### What you should do
Line by line, the entries below are to be reproduced unaltered.

Data excerpts
++++++++++

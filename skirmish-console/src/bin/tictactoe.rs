use std::io;

use anyhow::Context;

fn main() -> anyhow::Result<()> {
    env_logger::init();
    let mut input = io::stdin().lock();
    let mut output = io::stdout().lock();
    skirmish_console::run_tictactoe(&mut input, &mut output)
        .context("the match aborted unexpectedly")?;
    Ok(())
}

++++++++++

### Output
filename skirmish-console/src/bin/tictactoe.rs
use std::io;

use anyhow::Context;

fn main() -> anyhow::Result<()> {
    env_logger::init();
    let mut input = io::stdin().lock();
    let mut output = io::stdout().lock();
    skirmish_console::run_tictactoe(&mut input, &mut output)
        .context("the match aborted unexpectedly")?;
    Ok(())
}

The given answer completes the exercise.